Prediction of transcriptional units
A set of Perl scripts was used to implement the algorithm described below. Genomic clones were ordered and oriented using the fingerprint map and draft assembly. Within unfinished clones, sequence contigs were further ordered and oriented according to Ensembl's assembly [83]. This mapping produced the positional context necessary for consolidating fragmented exon units. Where necessary, small sequencing gaps (100 bp or fewer) were ignored and genomic clones were considered contiguous except where a large gap was indicated in the draft assembly (> 50 kb). ORFs were determined using the program getorf [84]. The exon index is an integrated table generated by a Sybase relational database, consisting of chromosome number, fingerprinted contig (FPC) ID, FPC contig order, BAC contig ID, BAC contig order, BAC contig orientation, starting position of exon on BAC contig, end position of exon on BAC contig, exon orientation, transcript orientation (available from GenBank, IMAGE, UniGene, HINT and dbEST), evidence (transcript, protein, gene prediction, ORF, Pfam), database name (Table 1), feature (poly(A) signal, CpG island, Genscan boundary), starting position on exon (or feature), end position on exon (or feature), score (BlastN, BlastX). The index was first ordered and oriented for the individual BAC contigs according to Ensembl or UCSC [85] maps. The resulting contigs were then ordered and oriented according to the FPC order and orientation information in the UCSC genome assembly, resulting in a numeric sorting order for all the individual contigs. In addition, large gap information (> 50 kb) available from the UCSC assembly was incorporated into the same index, where no overlapping information was available between presumably adjacent BACs.
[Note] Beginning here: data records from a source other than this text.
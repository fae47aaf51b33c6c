//! Data-driven physics and layout tuning
//!
//! Sizes are expressed in tile units so the same tuning fits any tile size;
//! velocities and accelerations are absolute world units.

use serde::{Deserialize, Serialize};

use crate::consts::*;

/// Physics, forgiveness and sizing constants for one level instance
#[derive(Debug, Clone, PartialEq, Serialize, Deserialize)]
#[serde(default)]
pub struct Tuning {
    // === Kinematics ===
    /// Downward acceleration (units/s²)
    pub gravity: f64,
    /// Vertical velocity applied by a jump (negative is up)
    pub jump_velocity: f64,
    /// Visual spin rate during a jump (degrees/s)
    pub rotation_speed: f64,
    /// Rotation covered by one jump (degrees)
    pub jump_sweep_deg: f64,

    // === Forgiveness ===
    /// Coyote window after walking off a ledge (ticks)
    pub coyote_ticks: u32,
    /// How long an early jump press is remembered (ticks)
    pub jump_buffer_ticks: u32,
    /// Hazard immunity after (re)spawn (seconds)
    pub invincibility_secs: f64,

    // === Stepping ===
    /// Ceiling applied to each step's delta (seconds)
    pub max_dt: f64,
    /// World scroll speed (units/s)
    pub scroll_speed: f64,

    // === Sizes (tile units) ===
    pub player_scale: f64,
    /// Visual rect relative to the hitbox (sprite art may overhang)
    pub player_visual_scale: f64,
    pub spike_scale: f64,
    /// Fraction of the spike's visual width that actually kills
    pub spike_hitbox_ratio: f64,
    pub pickup_scale: f64,
    pub goal_height_tiles: f64,
    /// Distance below the layout bottom before a fall is fatal
    pub death_zone_margin_tiles: f64,
}

impl Default for Tuning {
    fn default() -> Self {
        Self {
            gravity: GRAVITY,
            jump_velocity: JUMP_VELOCITY,
            rotation_speed: ROTATION_SPEED,
            jump_sweep_deg: JUMP_SWEEP_DEG,

            coyote_ticks: COYOTE_TICKS,
            jump_buffer_ticks: JUMP_BUFFER_TICKS,
            invincibility_secs: INVINCIBILITY_SECS,

            max_dt: MAX_DT,
            scroll_speed: SCROLL_SPEED,

            player_scale: 0.55,
            player_visual_scale: 1.0,
            spike_scale: 0.7,
            spike_hitbox_ratio: 0.5,
            pickup_scale: 0.6,
            goal_height_tiles: 4.0,
            death_zone_margin_tiles: 2.0,
        }
    }
}

impl Tuning {
    /// Parse tuning from JSON (missing fields fall back to defaults)
    pub fn from_json(json: &str) -> Result<Self, serde_json::Error> {
        let tuning: Tuning = serde_json::from_str(json)?;
        Ok(tuning.sanitized())
    }

    pub fn to_json(&self) -> Result<String, serde_json::Error> {
        serde_json::to_string_pretty(self)
    }

    /// Scale velocities and accelerations for a level authored at a different tile size.
    ///
    /// Air time and rotation timing are unchanged; jump height and horizontal
    /// jump distance scale with `factor`.
    pub fn scaled(&self, factor: f64) -> Self {
        Self {
            gravity: self.gravity * factor,
            jump_velocity: self.jump_velocity * factor,
            scroll_speed: self.scroll_speed * factor,
            ..self.clone()
        }
    }

    /// Replace values the simulation cannot work with by their defaults
    pub fn sanitized(mut self) -> Self {
        let defaults = Tuning::default();

        fn positive(value: &mut f64, default: f64, name: &str) {
            if !value.is_finite() || *value <= 0.0 {
                log::warn!("Tuning: {name} = {value} is invalid, using {default}");
                *value = default;
            }
        }

        fn non_negative(value: &mut f64, default: f64, name: &str) {
            if !value.is_finite() || *value < 0.0 {
                log::warn!("Tuning: {name} = {value} is invalid, using {default}");
                *value = default;
            }
        }

        positive(&mut self.gravity, defaults.gravity, "gravity");
        positive(&mut self.rotation_speed, defaults.rotation_speed, "rotation_speed");
        positive(&mut self.jump_sweep_deg, defaults.jump_sweep_deg, "jump_sweep_deg");
        positive(&mut self.max_dt, defaults.max_dt, "max_dt");
        positive(&mut self.player_scale, defaults.player_scale, "player_scale");
        positive(&mut self.player_visual_scale, defaults.player_visual_scale, "player_visual_scale");
        positive(&mut self.spike_scale, defaults.spike_scale, "spike_scale");
        positive(&mut self.spike_hitbox_ratio, defaults.spike_hitbox_ratio, "spike_hitbox_ratio");
        positive(&mut self.pickup_scale, defaults.pickup_scale, "pickup_scale");
        positive(&mut self.goal_height_tiles, defaults.goal_height_tiles, "goal_height_tiles");
        non_negative(&mut self.scroll_speed, defaults.scroll_speed, "scroll_speed");
        non_negative(&mut self.invincibility_secs, defaults.invincibility_secs, "invincibility_secs");
        non_negative(
            &mut self.death_zone_margin_tiles,
            defaults.death_zone_margin_tiles,
            "death_zone_margin_tiles",
        );

        // A jump must go up
        if !self.jump_velocity.is_finite() || self.jump_velocity >= 0.0 {
            log::warn!(
                "Tuning: jump_velocity = {} is invalid, using {}",
                self.jump_velocity,
                defaults.jump_velocity
            );
            self.jump_velocity = defaults.jump_velocity;
        }

        self
    }

    /// Coyote window expressed in seconds at the assumed step rate
    pub fn coyote_secs(&self) -> f64 {
        self.coyote_ticks as f64 / ASSUMED_STEP_HZ
    }

    /// Jump buffer window expressed in seconds at the assumed step rate
    pub fn jump_buffer_secs(&self) -> f64 {
        self.jump_buffer_ticks as f64 / ASSUMED_STEP_HZ
    }
}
The consolidation algorithm follows a hierarchy in which unit boundaries are respected for the highest-ranking feature. The features in descending ranking were: UTRs based on known UTR indices; exons containing no ORFs or incomplete ORFs; boundaries of known full-length cDNAs (HTDB-based indices); EST orientation information (5' or 3' origin from the original IMAGE, UniGene/HINT, and dbEST databases); and Genscan-predicted poly(A) signals. When clear boundary indicators were not available, information from the transcript indices HINT (assembled from UniGene) [19] and EG [17] were used directly as secondary evidence for potential gene boundaries. The rationale is that each UniGene cluster has at least one known gene, or two sets of ESTs representing both the 5' and 3' termini of a gene, or at least one EST containing a poly(A) signal [81]. Similar stringent criteria were used in Ewing and Green's EST assemblies [17]. Multiple exons not residing in intact ORFs were consolidated until the occurrence of exons in a partial or complete ORF. Multiple in-frame exons in a continuous ORF were always considered part of a single gene. To prevent any overconsolidation as a result of lack of transitional exons (in partial or complete ORFs) for adjacent genes, CpG islands, large gaps (> 50 kb) between exons and Genscan prediction were used as gene boundaries when higher-ranking boundary information was unavailable. In such instances, HINT and EG index identity was respected. Although a variety of criteria were used for determining transcriptional unit boundaries, the vast majority of the consolidation was achieved on the basis of terminal information from gene indices and transition and continuation of open reading frames.